Encre d’échine, Éd. Indigo-Montangero, Montreux, 2003 ;

Le lys de verre, Éd. Persée, Paris et Cogolin, 2009 ;

L’Affaire Jéricho, Éd. du Panthéon, Paris, 2014 ;

Montreux fantastique et mystérieuse, Éd. Cabédita-Slatkine, 2019 ;

Bleu-muet, Polar fantastique, Le Lys Bleu Éditions, 2020 ;

La trahison de Mercure, Polar fantastique, Éd. Librinova, 2020 ;

Exercices de stèles, Le Lys Bleu Éditions, 2022 ;

La couleur des larmes, Le Lys Bleu Éditions, 2022.

À la mémoire de Jacques-André Widmer,

Regretté présentateur du TJ suisse,

Victime d’abominations occultes, mais vaincues.

« Au même instant, je vois – ou crois voir – assise à l’extrémité de la longue table l’apparence de… "la sorcière", censée se trouver à Moscou ! Elle me regarde, sourit et semble me narguer. Je suis très mal à l’aise et murmure à ma femme qu’il y a "une nocive" dans l’assemblée. La curiosité me pousse à rester au lieu de fuir. Le cinéaste et mon ami alpiniste, assis à une autre table, évoquent le tournage du film. Nul autre que moi n’a détecté une forte odeur d’alcool à brûler ou d’eau de Javel dans le vin blanc. Je m’exclame assez fort pour être entendu de mes voisins :

— Et dire qu’il y en a ici qui trouvent du plaisir à provoquer des illusions olfactives ! Ces trucs magiques sont connus et condamnés dans la Bible. Tant pis pour ces vecteurs de la puissance infernale. »

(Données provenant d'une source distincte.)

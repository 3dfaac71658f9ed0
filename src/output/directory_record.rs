// 该文件是 Quyu （区域检测） 项目的一部分。
// src/output/directory_record.rs - 目录记录输出
//
// 本文件根据 Apache 许可证第 2.0 版（以下简称“许可证”）授权使用；
// 除非遵守该许可证条款，否则您不得使用本文件。
// 您可通过以下网址获取许可证副本：
// http://www.apache.org/licenses/LICENSE-2.0
// 除非适用法律要求或书面同意，根据本许可协议分发的软件均按“原样”提供，
// 不附带任何形式的明示或暗示的保证或条件。
// 有关许可权限与限制的具体条款，请参阅本许可协议。
//
// Copyright (C) 2026 Johann Li <me@qinka.pro>, Wareless Group

use std::path::{Path, PathBuf};
use std::sync::atomic::{AtomicU16, Ordering};

use chrono::{Datelike, Utc};
use image::RgbImage;
use thiserror::Error;
use tracing::debug;

use crate::{
  FromUrl, FromUrlWithScheme,
  frame::ImageFrame,
  model::{DetectResult, WithLabel},
  output::{
    Render,
    draw::{Draw, DrawError},
  },
  utils::url_path,
};

#[derive(Error, Debug)]
pub enum DirectoryRecordOutputError {
  #[error("URI 方案不匹配")]
  SchemeMismatch,
  #[error("图像错误: {0}")]
  ImageError(#[from] image::ImageError),
  #[error("I/O 错误: {0}")]
  IoError(#[from] std::io::Error),
  #[error("绘制错误: {0}")]
  DrawError(#[from] DrawError),
}

/// 每个目标一行: `类别, 置信度, x_min, y_min, x_max, y_max`
pub struct Record {
  pub label_with_name: bool,
}

impl Record {
  pub fn record<T: WithLabel>(
    &self,
    result: &DetectResult<T>,
    path: &Path,
  ) -> Result<(), std::io::Error> {
    let records: Vec<String> = result
      .iter()
      .map(|item| {
        let name = if self.label_with_name {
          item.kind.to_label_str()
        } else {
          item.kind.to_label_id().to_string()
        };
        format!(
          "{}, {:.4}, {:.1}, {:.1}, {:.1}, {:.1}",
          name, item.score, item.bbox[0], item.bbox[1], item.bbox[2], item.bbox[3]
        )
      })
      .collect();
    std::fs::write(path.with_extension("txt"), records.join("\n"))
  }
}

pub enum DrawWrapper {
  Draw(Box<Draw>),
  Record(Record),
}

impl DrawWrapper {
  pub fn save_result<T: WithLabel>(
    &self,
    path: &Path,
    image: &RgbImage,
    result: &DetectResult<T>,
  ) -> Result<(), DirectoryRecordOutputError> {
    match self {
      DrawWrapper::Draw(draw) => {
        draw.draw_detection(image, result).save(path)?;
      }
      DrawWrapper::Record(record) => {
        image.save(path)?;
        record.record(result, path)?;
      }
    };

    Ok(())
  }
}

pub struct DirectoryRecordOutput {
  directory: PathBuf,
  draw: DrawWrapper,
  frame_counter: AtomicU16,
  always: bool,
}

impl FromUrlWithScheme for DirectoryRecordOutput {
  const SCHEME: &'static str = "folder";
}

impl FromUrl for DirectoryRecordOutput {
  type Error = DirectoryRecordOutputError;

  fn from_url(uri: &url::Url) -> Result<Self, Self::Error> {
    if uri.scheme() != Self::SCHEME {
      return Err(DirectoryRecordOutputError::SchemeMismatch);
    }

    let record = uri
      .query_pairs()
      .find(|(k, _)| k == "record")
      .map(|(_, v)| v == "id");
    let draw = match record {
      Some(by_id) => DrawWrapper::Record(Record {
        label_with_name: !by_id,
      }),
      None => DrawWrapper::Draw(Box::new(Draw::from_query(uri)?)),
    };

    let always = uri.query_pairs().any(|(k, _)| k == "always");

    Ok(DirectoryRecordOutput {
      directory: url_path(uri),
      draw,
      frame_counter: AtomicU16::new(0),
      always,
    })
  }
}

impl DirectoryRecordOutput {
  fn frame_id(&self) -> u16 {
    self.frame_counter.fetch_add(1, Ordering::Relaxed).wrapping_add(1)
  }

  /// `目录/年/月/日/时-分-秒-序号.png`
  fn frame_path(&self) -> Result<PathBuf, std::io::Error> {
    let now = Utc::now();
    let directory = self
      .directory
      .join(now.year().to_string())
      .join(format!("{:02}", now.month()))
      .join(format!("{:02}", now.day()));
    std::fs::create_dir_all(&directory)?;

    Ok(directory.join(format!(
      "{}-{:04X}.png",
      now.format("%H-%M-%S"),
      self.frame_id()
    )))
  }
}

impl<const W: u32, const H: u32, T: WithLabel> Render<ImageFrame<W, H>, DetectResult<T>>
  for DirectoryRecordOutput
{
  type Error = DirectoryRecordOutputError;

  fn render_result(
    &self,
    frame: &ImageFrame<W, H>,
    result: &DetectResult<T>,
  ) -> Result<(), Self::Error> {
    if !self.always && result.is_empty() {
      debug!("无检测结果，跳过记录");
      return Ok(());
    }

    let path = self.frame_path()?;
    self.draw.save_result(&path, frame.origin(), result)?;
    debug!("记录到: {}", path.display());
    Ok(())
  }
}
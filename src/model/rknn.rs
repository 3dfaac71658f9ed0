// 该文件是 Quyu （区域检测） 项目的一部分。
// src/model/rknn.rs - RKNN NPU 推理后端
//
// 本文件根据 Apache 许可证第 2.0 版（以下简称“许可证”）授权使用；
// 除非遵守该许可证条款，否则您不得使用本文件。
// 您可通过以下网址获取许可证副本：
// http://www.apache.org/licenses/LICENSE-2.0
// 除非适用法律要求或书面同意，根据本许可协议分发的软件均按“原样”提供，
// 不附带任何形式的明示或暗示的保证或条件。
// 有关许可权限与限制的具体条款，请参阅本许可协议。
//
// Copyright (C) 2026 Johann Li <me@qinka.pro>, Wareless Group

use std::path::Path;

use rknpu::{Context, InitFlags, TensorFormat, TensorType};
use tracing::{debug, error, info};

use super::backend::{Backend, BackendError, BackendInfo, TensorInfo};

const RKNN_NUM_INPUTS: u32 = 1;
const RKNN_NUM_OUTPUTS: u32 = 1;

impl From<rknpu::Error> for BackendError {
  fn from(err: rknpu::Error) -> Self {
    BackendError::RknnError(err.to_string())
  }
}

pub struct RknnBackend {
  context: Context,
  info: BackendInfo,
}

impl RknnBackend {
  pub const SCHEME: &'static str = "rknn";

  /// 打开模型，并以 `width`×`height` 的空白帧预热一次以确定输出长度
  pub fn open(path: &Path, width: u32, height: u32) -> Result<Self, BackendError> {
    info!("加载模型文件: {}", path.display());
    let model_data = std::fs::read(path)?;
    debug!(
      "模型文件大小: {:.2} MB",
      model_data.len() as f64 / (1024.0 * 1024.0)
    );

    info!("创建 RKNN 推理上下文");
    let context = Context::new(&model_data, InitFlags::default())?;

    match context.sdk_version() {
      Ok(version) => {
        if let Ok(api_ver) = version.api_version() {
          info!("模型 API 版本: {}", api_ver);
        }
        if let Ok(drv_ver) = version.driver_version() {
          info!("模型驱动版本: {}", drv_ver);
        }
      }
      Err(e) => {
        error!("查询 SDK 版本失败: {}", e);
        return Err(BackendError::ModelInvalid(format!("无法查询 SDK 版本: {}", e)));
      }
    }

    let num_inputs = context.num_inputs()?;
    let num_outputs = context.num_outputs()?;
    if num_inputs != RKNN_NUM_INPUTS || num_outputs != RKNN_NUM_OUTPUTS {
      let msg = format!(
        "预期模型输入/输出数量为 {}/{}, 实际为 {}/{}",
        RKNN_NUM_INPUTS, RKNN_NUM_OUTPUTS, num_inputs, num_outputs
      );
      error!("{}", msg);
      return Err(BackendError::ModelInvalid(msg));
    }
    debug!("模型输入数量: {}", num_inputs);
    debug!("模型输出数量: {}", num_outputs);

    let input = TensorInfo {
      name: "input0".to_string(),
      dtype: "U8",
      layout: "NHWC",
      dims: vec![1, height as usize, width as usize, 3],
    };
    debug!("预热推理, 输入 {}", input);
    let blank = vec![0u8; input.element_count()];
    let output_len = Self::infer_raw(&context, &blank)?.len();
    let output = TensorInfo {
      name: "output0".to_string(),
      dtype: "FP32",
      layout: "UNDEFINED",
      dims: vec![output_len],
    };

    info!("模型加载完成");
    Ok(RknnBackend {
      context,
      info: BackendInfo {
        inputs: vec![input],
        outputs: vec![output],
      },
    })
  }

  fn infer_raw(context: &Context, input: &[u8]) -> Result<Vec<f32>, BackendError> {
    debug!("设置模型输入");
    context.set_input(0, input, TensorFormat::NHWC, TensorType::UInt8)?;

    debug!("执行模型推理");
    context.run()?;

    debug!("获取模型输出");
    let output = context.get_outputs()?;
    let data = output.get_f32(0)?;
    Ok(data.to_vec())
  }
}

impl Backend for RknnBackend {
  fn describe(&self) -> BackendInfo {
    self.info.clone()
  }

  fn run(&self, input: &[u8]) -> Result<Vec<f32>, BackendError> {
    Self::infer_raw(&self.context, input)
  }
}
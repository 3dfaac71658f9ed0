// 该文件是 Quyu （区域检测） 项目的一部分。
// src/input.rs - 图像输入
//
// 本文件根据 Apache 许可证第 2.0 版（以下简称“许可证”）授权使用；
// 除非遵守该许可证条款，否则您不得使用本文件。
// 您可通过以下网址获取许可证副本：
// http://www.apache.org/licenses/LICENSE-2.0
// 除非适用法律要求或书面同意，根据本许可协议分发的软件均按“原样”提供，
// 不附带任何形式的明示或暗示的保证或条件。
// 有关许可权限与限制的具体条款，请参阅本许可协议。
//
// Copyright (C) 2026 Johann Li <me@qinka.pro>, Wareless Group

use thiserror::Error;

use crate::{FromUrl, FromUrlWithScheme, frame::ImageFrame};

pub trait AsNhwcFrame<const W: u32, const H: u32> {
  fn as_nhwc(&self) -> &[u8];
}

mod read_directory;
mod read_image_file;

pub use self::read_directory::{DirectoryInput, DirectoryInputError};
pub use self::read_image_file::{ImageFileInput, ImageFileInputError};

#[derive(Error, Debug)]
pub enum InputError {
  #[error("Image file input error: {0}")]
  ImageFileInputError(#[from] ImageFileInputError),
  #[error("Directory input error: {0}")]
  DirectoryInputError(#[from] DirectoryInputError),
  #[error("URI scheme mismatch: {0}")]
  SchemeMismatch(String),
}

pub enum InputWrapper<const W: u32, const H: u32> {
  ReadImageFile(ImageFileInput<W, H>),
  ReadDirectory(DirectoryInput<W, H>),
}

impl<const W: u32, const H: u32> FromUrl for InputWrapper<W, H> {
  type Error = InputError;

  fn from_url(url: &url::Url) -> Result<Self, Self::Error> {
    if url.scheme() == ImageFileInput::<W, H>::SCHEME {
      let input = ImageFileInput::from_url(url)?;
      return Ok(InputWrapper::ReadImageFile(input));
    }
    if url.scheme() == DirectoryInput::<W, H>::SCHEME {
      let input = DirectoryInput::from_url(url)?;
      return Ok(InputWrapper::ReadDirectory(input));
    }
    Err(InputError::SchemeMismatch(url.scheme().to_string()))
  }
}

impl<const W: u32, const H: u32> Iterator for InputWrapper<W, H> {
  type Item = ImageFrame<W, H>;

  fn next(&mut self) -> Option<Self::Item> {
    match self {
      InputWrapper::ReadImageFile(input) => input.next(),
      InputWrapper::ReadDirectory(input) => input.next(),
    }
  }
}
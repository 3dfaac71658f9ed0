// 该文件是 Quyu （区域检测） 项目的一部分。
// src/frame.rs - NHWC 帧定义
//
// 本文件根据 Apache 许可证第 2.0 版（以下简称“许可证”）授权使用；
// 除非遵守该许可证条款，否则您不得使用本文件。
// 您可通过以下网址获取许可证副本：
// http://www.apache.org/licenses/LICENSE-2.0
// 除非适用法律要求或书面同意，根据本许可协议分发的软件均按“原样”提供，
// 不附带任何形式的明示或暗示的保证或条件。
// 有关许可权限与限制的具体条款，请参阅本许可协议。
//
// Copyright (C) 2026 Johann Li <me@qinka.pro>, Wareless Group

use image::{RgbImage, imageops::FilterType};
use thiserror::Error;

use crate::input::AsNhwcFrame;

pub const RGB_CHANNELS: usize = 3;

#[derive(Error, Debug)]
pub enum FrameError {
  #[error("数据长度不匹配: 期望长度 {expected}, 实际长度 {actual}")]
  LengthMismatch { expected: usize, actual: usize },
}

/// 网络输入张量，尺寸固定为 W×H
#[derive(Debug, Clone)]
pub struct RgbNhwcFrame<const W: u32, const H: u32> {
  data: Box<[u8]>,
}

impl<const W: u32, const H: u32> RgbNhwcFrame<W, H> {
  const LEN: usize = RGB_CHANNELS * W as usize * H as usize;

  pub fn height(&self) -> usize {
    H as usize
  }

  pub fn width(&self) -> usize {
    W as usize
  }

  pub fn channels(&self) -> usize {
    RGB_CHANNELS
  }
}

impl<const W: u32, const H: u32> TryFrom<Vec<u8>> for RgbNhwcFrame<W, H> {
  type Error = FrameError;

  fn try_from(data: Vec<u8>) -> Result<Self, Self::Error> {
    if data.len() != Self::LEN {
      return Err(FrameError::LengthMismatch {
        expected: Self::LEN,
        actual: data.len(),
      });
    }

    Ok(Self {
      data: data.into_boxed_slice(),
    })
  }
}

impl<const W: u32, const H: u32> From<&RgbImage> for RgbNhwcFrame<W, H> {
  fn from(image: &RgbImage) -> Self {
    let data = if image.dimensions() == (W, H) {
      image.as_raw().clone()
    } else {
      image::imageops::resize(image, W, H, FilterType::Triangle).into_raw()
    };

    Self {
      data: data.into_boxed_slice(),
    }
  }
}

impl<const W: u32, const H: u32> Default for RgbNhwcFrame<W, H> {
  fn default() -> Self {
    let data = vec![0u8; Self::LEN].into_boxed_slice();
    Self { data }
  }
}

impl<const W: u32, const H: u32> AsMut<[u8]> for RgbNhwcFrame<W, H> {
  fn as_mut(&mut self) -> &mut [u8] {
    &mut self.data
  }
}

impl<const W: u32, const H: u32> AsNhwcFrame<W, H> for RgbNhwcFrame<W, H> {
  fn as_nhwc(&self) -> &[u8] {
    &self.data
  }
}

/// 一帧输入：缩放后的网络张量和原始图像
///
/// 检测结果使用原始图像的像素坐标。
#[derive(Debug, Clone)]
pub struct ImageFrame<const W: u32, const H: u32> {
  tensor: RgbNhwcFrame<W, H>,
  origin: RgbImage,
}

impl<const W: u32, const H: u32> From<RgbImage> for ImageFrame<W, H> {
  fn from(origin: RgbImage) -> Self {
    let tensor = RgbNhwcFrame::from(&origin);
    Self { tensor, origin }
  }
}

impl<const W: u32, const H: u32> ImageFrame<W, H> {
  pub fn origin(&self) -> &RgbImage {
    &self.origin
  }

  pub fn origin_size(&self) -> (u32, u32) {
    self.origin.dimensions()
  }
}

impl<const W: u32, const H: u32> AsNhwcFrame<W, H> for ImageFrame<W, H> {
  fn as_nhwc(&self) -> &[u8] {
    self.tensor.as_nhwc()
  }
}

Jacques-André Widmer, in « On m’a volé mon ego ! »

Histoire d’une abomination vécue et vaincue, éd. Publibook

À Geneviève Beaucage,

Mon inspiratrice éternelle,

Que je confronte aux dangers de ces pages.

1

Le glas de Montsalvens

Il s’en souviendra longtemps, l’inspecteur suisse Quantin Sallin, du premier contact avec son homonyme féminin Isabelle Gardel. Dès l’arrivée à la gare de Fribourg, pâle, nageant au fond de son grand manteau bleu, telle une écume de mer fichée dans un encrier. Sur l’instant, il se sentit bien heureux de l’honneur qui lui fut accordé de pouvoir l’accueillir à la sortie de l’Intercity. Sallin passait pour être quelqu’un de très sensible au charme féminin, et là, si tard sous les néons du perron, il avait l’impression – déjà – d’assister à une quelconque apparition surnaturelle. On nageait en plein dedans, une vraie piscine municipale. La police helvétique ne savait plus où donner de la tête, elle perdait tout sens des réalités face aux assauts répétés de phénomènes inexplicables et d’une gravité extrême, survenus sur l’entier périmètre du canton. C’est elle qui rompit le silence. De l’acier trempé dans un bloc de glace.

— Non. Je ne suis pas un elfe.

Bonjour, peut-être, pensa Sallin. Ce serait peut-être pas mal non, pour commencer ?

— Je vais vous conduire directement à votre hôtel, c’est pas loin sur Pérolles.
— Oui parce que je tiens plus debout, là.
— Ce que je peux comprendre. Profitez bien de cette fatigue pour une bonne nuit de sommeil, parce qu’ensuite, qui sait si vous arriverez à dormir aussi sereinement ?
— Sereinement ? Je n’ai plus la moindre idée de ce que ça veut dire depuis longtemps, rétorqua-t-elle, monocorde.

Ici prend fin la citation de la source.